Since Prince Yugala Dighambara and his consort, Princess Chalermkhetra Mangala (née Bhanubandh), were both passionate about the performing arts, particularly music and dance, Ladawan Palace became a cultural hub that fostered numerous Thai musicians. Many of these artists later rose to prominence as master performers. The musicians associated with Ladawan Palace had previously been affiliated with Buraphaphirom Palace before establishing their reputation here.

The couple's descendants, namely Prince Bhanubandhu Yugala and Prince Anusorn Mongkolkarn, went on to become renowned film directors, with the former regarded as one of the pioneering figures in the history of Thai cinema. Prince Anusorn Mongkolkarn was the father of Prince Chatrichalerm Yukol, a prominent filmmaker in contemporary Thai cinema.

A major change occurred at Ladawan Palace in 1932, when Prince Yugala Dighambara died from heart disease. This event took place shortly before the 150th anniversary of Rattanakosin (Bangkok) during the reign of King Prajadhipok (Rama VII). The palace was subsequently sold, and Princess Chalermkhetra Mangala relocated to Mungklasatarn Palace on Sukhumvit Road, which today serves as the site of the Philippine Embassy.
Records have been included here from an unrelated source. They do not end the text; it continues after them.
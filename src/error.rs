use std::time::Duration;

use thiserror::Error;

/// Failure to score a single translation/reference pair. Never fatal for a run.
#[derive(Debug, Clone, PartialEq, Error)]
pub enum ScoreError {
    #[error("translation is empty; precision is undefined")]
    EmptyTranslation,
    #[error("reference is empty; recall is undefined")]
    EmptyReference,
    #[error(
        "no words aligned between translation ({translation_len} words) and reference ({reference_len} words); Fmean is undefined"
    )]
    Undefined {
        translation_len: usize,
        reference_len: usize,
    },
    #[error("alpha must lie strictly between 0 and 1, got {alpha}")]
    InvalidAlpha { alpha: f64 },
    #[error("alignment search truncated after {explored} nodes (limit {limit})")]
    SearchTruncated { explored: usize, limit: usize },
    #[error("scoring exceeded the {limit:?} time budget")]
    TimedOut { limit: Duration },
    #[error("scoring worker failed: {message}")]
    Worker { message: String },
}

impl ScoreError {
    /// True when the pair simply has no score, as opposed to scoring having failed.
    pub fn is_undefined(&self) -> bool {
        matches!(
            self,
            Self::EmptyTranslation | Self::EmptyReference | Self::Undefined { .. }
        )
    }

    pub(crate) fn worker(err: impl std::fmt::Display) -> Self {
        Self::Worker {
            message: err.to_string(),
        }
    }
}

/// Errors that abort a corpus evaluation.
#[derive(Debug, Error)]
pub enum MeteorError {
    #[error("I/O error while {context}: {source}")]
    Io {
        context: &'static str,
        #[source]
        source: std::io::Error,
    },
    #[error("line {line}: expected 3 sentences separated by ' ||| ', found {fields}")]
    MalformedLine { line: usize, fields: usize },
    #[error("invalid configuration: {message}")]
    InvalidConfig { message: String },
    #[error("{context}: {message}")]
    Runtime {
        context: &'static str,
        message: String,
    },
}

impl MeteorError {
    pub(crate) fn io(context: &'static str, source: std::io::Error) -> Self {
        Self::Io { context, source }
    }

    pub(crate) fn runtime(context: &'static str, err: impl std::fmt::Display) -> Self {
        Self::Runtime {
            context,
            message: err.to_string(),
        }
    }

    pub(crate) fn invalid_config(message: impl Into<String>) -> Self {
        Self::InvalidConfig {
            message: message.into(),
        }
    }
}

#[cfg(test)]
mod tests {
    use super::*;

    #[test]
    fn test_undefined_classification() {
        assert!(ScoreError::EmptyTranslation.is_undefined());
        assert!(ScoreError::EmptyReference.is_undefined());
        assert!(ScoreError::Undefined {
            translation_len: 1,
            reference_len: 1
        }
        .is_undefined());
        assert!(!ScoreError::SearchTruncated {
            explored: 11,
            limit: 10
        }
        .is_undefined());
        assert!(!ScoreError::worker("panicked").is_undefined());
    }

    #[test]
    fn test_messages_carry_context() {
        let err = MeteorError::MalformedLine { line: 7, fields: 2 };
        assert_eq!(
            err.to_string(),
            "line 7: expected 3 sentences separated by ' ||| ', found 2"
        );
        let err = MeteorError::io(
            "opening input",
            std::io::Error::new(std::io::ErrorKind::NotFound, "missing"),
        );
        assert!(err.to_string().starts_with("I/O error while opening input"));
    }
}
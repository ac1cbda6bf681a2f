use std::sync::Arc;

use crate::corpus::Triple;
use crate::error::ScoreError;
use crate::meteor::{Meteor, MeteorScore};
use crate::utils::Sequence;

pub type PairResult = Result<MeteorScore, ScoreError>;

/// Which of two hypotheses scored higher against the shared reference.
#[derive(Debug, Clone, Copy, PartialEq, Eq)]
pub enum Preference {
    First,
    Tie,
    Second,
}

impl Preference {
    pub fn as_i8(self) -> i8 {
        match self {
            Preference::First => 1,
            Preference::Tie => 0,
            Preference::Second => -1,
        }
    }
}

#[derive(Debug, Clone, PartialEq)]
pub struct TripleOutcome {
    pub first: PairResult,
    pub second: PairResult,
}

impl TripleOutcome {
    /// Compares Fmean; a hypothesis without a score ranks as 0.0.
    pub fn preference(&self) -> Preference {
        let first = fmean_or_zero(&self.first);
        let second = fmean_or_zero(&self.second);
        if first > second {
            Preference::First
        } else if first < second {
            Preference::Second
        } else {
            Preference::Tie
        }
    }
}

fn fmean_or_zero(result: &PairResult) -> f64 {
    result.as_ref().map(|s| s.fmean).unwrap_or(0.0)
}

/// Scores one pair on the blocking pool. The search itself enforces the
/// configured time budget once the worker picks the pair up.
pub async fn score_pair(meteor: Arc<Meteor>, pred: Sequence, gold: Sequence) -> PairResult {
    tokio::task::spawn_blocking(move || meteor.evaluate(&pred.word_vector, &gold.word_vector))
        .await
        .unwrap_or_else(|e| Err(ScoreError::worker(e)))
}

/// Scores both hypotheses of every triple concurrently. Outcomes keep input order.
pub async fn score_triples(meteor: Arc<Meteor>, triples: Vec<Triple>) -> Vec<TripleOutcome> {
    let tasks = triples.into_iter().map(|triple| {
        let meteor = Arc::clone(&meteor);
        async move {
            let (first, second) = tokio::join!(
                score_pair(Arc::clone(&meteor), triple.first, triple.reference.clone()),
                score_pair(meteor, triple.second, triple.reference),
            );
            TripleOutcome { first, second }
        }
    });
    futures::future::join_all(tasks).await
}

/// Scores `preds[i]` against `golds[i]`; the shorter input bounds the batch.
pub async fn score_batch(
    meteor: Arc<Meteor>,
    pred_batch: Vec<String>,
    gold_batch: Vec<String>,
) -> Vec<PairResult> {
    let zipped_contents = pred_batch.into_iter().zip(gold_batch);
    let tasks = zipped_contents.map(|(pred, gold)| {
        score_pair(
            Arc::clone(&meteor),
            Sequence::new(pred.as_str()),
            Sequence::new(gold.as_str()),
        )
    });
    futures::future::join_all(tasks).await
}
use std::fs::File;
use std::io::{BufRead, BufReader, Lines};
use std::path::Path;

use crate::error::MeteorError;
use crate::utils::Sequence;

pub const FIELD_SEPARATOR: &str = " ||| ";

/// Two competing hypotheses and the reference they are judged against.
#[derive(Debug, Clone, PartialEq)]
pub struct Triple {
    pub first: Sequence,
    pub second: Sequence,
    pub reference: Sequence,
}

impl Triple {
    pub fn parse(line: &str, line_no: usize) -> Result<Self, MeteorError> {
        let fields: Vec<&str> = line.split(FIELD_SEPARATOR).collect();
        match fields.as_slice() {
            [first, second, reference] => Ok(Triple {
                first: Sequence::new(first),
                second: Sequence::new(second),
                reference: Sequence::new(reference),
            }),
            _ => Err(MeteorError::MalformedLine {
                line: line_no,
                fields: fields.len(),
            }),
        }
    }
}

/// Reads one [`Triple`] per line of `hyp1 ||| hyp2 ||| ref` input.
pub struct TripleReader<R> {
    lines: Lines<R>,
    line_no: usize,
}

impl TripleReader<BufReader<File>> {
    pub fn open(path: &Path) -> Result<Self, MeteorError> {
        let file = File::open(path).map_err(|e| MeteorError::io("opening input", e))?;
        Ok(Self::new(BufReader::new(file)))
    }
}

impl<R: BufRead> TripleReader<R> {
    pub fn new(reader: R) -> Self {
        Self {
            lines: reader.lines(),
            line_no: 0,
        }
    }
}

impl<R: BufRead> Iterator for TripleReader<R> {
    type Item = Result<Triple, MeteorError>;

    fn next(&mut self) -> Option<Self::Item> {
        let line = self.lines.next()?;
        self.line_no += 1;
        Some(
            line.map_err(|e| MeteorError::io("reading input", e))
                .and_then(|line| Triple::parse(line.trim_end_matches('\r'), self.line_no)),
        )
    }
}
use std::collections::HashMap;

use meteor::alignment::{
    best_alignment, count_crossings, crosses, enumerate_alignments, maximal_alignments,
};
use meteor::mapping::CandidateMapping;
use meteor::matchers::Matcher;
use meteor::{score, LexicalResources, SearchBudget};
use proptest::prelude::*;

const VOCAB: &[&str] = &["the", "cat", "cats", "sat", "mat", "on"];

fn sentence(max_len: usize) -> impl Strategy<Value = Vec<String>> {
    prop::collection::vec(prop::sample::select(VOCAB), 0..max_len)
        .prop_map(|words| words.into_iter().map(String::from).collect())
}

fn non_empty_sentence(max_len: usize) -> impl Strategy<Value = Vec<String>> {
    prop::collection::vec(prop::sample::select(VOCAB), 1..max_len)
        .prop_map(|words| words.into_iter().map(String::from).collect())
}

fn counts(words: impl IntoIterator<Item = String>) -> HashMap<String, usize> {
    let mut counts = HashMap::new();
    for word in words {
        *counts.entry(word).or_insert(0) += 1;
    }
    counts
}

proptest! {
    #![proptest_config(ProptestConfig::with_cases(64))]

    #[test]
    fn prop_alignments_cover_translation_and_consume_each_occurrence_once(
        translation in sentence(6),
        reference in sentence(6),
    ) {
        let resources = LexicalResources::default();
        let matcher = Matcher::new(&resources, true);
        let mapping = CandidateMapping::build(&translation, &reference, &matcher);
        let all = enumerate_alignments(&translation, &reference, &mapping, SearchBudget::unbounded())
            .unwrap();
        prop_assert!(!all.is_empty());

        let available = counts(reference.iter().cloned());
        for alignment in &all {
            prop_assert_eq!(alignment.len(), translation.len());
            for (entry, word) in alignment.mappings().iter().zip(&translation) {
                prop_assert_eq!(entry.translation, word.as_str());
            }
            let used = counts(alignment.matched().map(|(_, r)| r.to_string()));
            for (word, n) in used {
                prop_assert!(n <= available.get(&word).copied().unwrap_or(0));
            }
        }
    }

    #[test]
    fn prop_maximal_set_has_highest_cardinality(
        translation in sentence(6),
        reference in sentence(6),
    ) {
        let resources = LexicalResources::default();
        let matcher = Matcher::new(&resources, true);
        let mapping = CandidateMapping::build(&translation, &reference, &matcher);
        let all = enumerate_alignments(&translation, &reference, &mapping, SearchBudget::unbounded())
            .unwrap();
        let highest = all.iter().map(|a| a.cardinality()).max().unwrap_or(0);
        let expected = all.iter().filter(|a| a.cardinality() == highest).count();

        let maximal = maximal_alignments(all);
        prop_assert_eq!(maximal.len(), expected);
        prop_assert!(maximal.iter().all(|a| a.cardinality() == highest));
    }

    #[test]
    fn prop_best_alignment_is_maximal_with_fewest_crossings(
        translation in sentence(6),
        reference in sentence(6),
    ) {
        let resources = LexicalResources::default();
        let matcher = Matcher::new(&resources, true);
        let mapping = CandidateMapping::build(&translation, &reference, &matcher);
        let maximal = maximal_alignments(
            enumerate_alignments(&translation, &reference, &mapping, SearchBudget::unbounded())
                .unwrap(),
        );
        let best = best_alignment(&translation, &reference, &mapping, SearchBudget::unbounded())
            .unwrap();

        prop_assert!(maximal.contains(&best));
        let fewest = count_crossings(&best, &translation, &reference);
        for alignment in &maximal {
            prop_assert!(fewest <= count_crossings(alignment, &translation, &reference));
        }
    }

    #[test]
    fn prop_crossing_is_symmetric(
        a in (0usize..10, 0usize..10),
        b in (0usize..10, 0usize..10),
    ) {
        prop_assert_eq!(crosses(a, b), crosses(b, a));
        prop_assert!(!crosses(a, a));
    }

    #[test]
    fn prop_sentence_scored_against_itself_is_perfect(
        sentence in non_empty_sentence(7),
        alpha in 0.01f64..0.99,
    ) {
        let fmean = score(&sentence, &sentence, alpha).unwrap();
        prop_assert!((fmean - 1.0).abs() < 1e-12, "fmean {}", fmean);
    }
}
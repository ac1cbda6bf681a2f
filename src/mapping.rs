use std::collections::HashMap;

use crate::matchers::Matcher;

/// Admissible reference words for every distinct translation word.
///
/// Duplicate translation words share one candidate list. Candidates are
/// unique and keep the order they were first produced in: exact match, then
/// stem matches, then synonym matches, each in reference order.
#[derive(Debug, Clone, Default)]
pub struct CandidateMapping<'a> {
    candidates: HashMap<&'a str, Vec<&'a str>>,
}

impl<'a> CandidateMapping<'a> {
    pub fn build(
        translation: &'a [String],
        reference: &'a [String],
        matcher: &Matcher<'a>,
    ) -> Self {
        let mut candidates: HashMap<&'a str, Vec<&'a str>> = HashMap::new();
        for word in translation {
            let word = word.as_str();
            if candidates.contains_key(word) {
                continue;
            }

            let mut admissible: Vec<&'a str> = vec![];
            let found = matcher
                .exact(word, reference)
                .chain(matcher.stem(word, reference))
                .chain(matcher.synonym(word, reference));
            for candidate in found {
                if !admissible.contains(&candidate) {
                    admissible.push(candidate);
                }
            }
            candidates.insert(word, admissible);
        }
        Self { candidates }
    }

    /// Candidates for `word`; empty when the word can only stay unmatched.
    pub fn candidates(&self, word: &str) -> &[&'a str] {
        self.candidates
            .get(word)
            .map(Vec::as_slice)
            .unwrap_or(&[])
    }

    pub fn len(&self) -> usize {
        self.candidates.len()
    }

    pub fn is_empty(&self) -> bool {
        self.candidates.is_empty()
    }
}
In the final years of World War II, in 1945, the Crown Property Bureau (CPB) contacted the heirs of Ladawan Palace to purchase the property, in order to prevent it from falling into foreign hands. Since then, Ladawan Palace has been under the supervision of the CPB. Over time, the agency underwent name changes, becoming the Crown Property Bureau and later the Privy Purse Bureau (PPB). It has remained the office of the PPB to the present day. Ladawan Palace was received the ASA Architectural Conservation Award in 1982.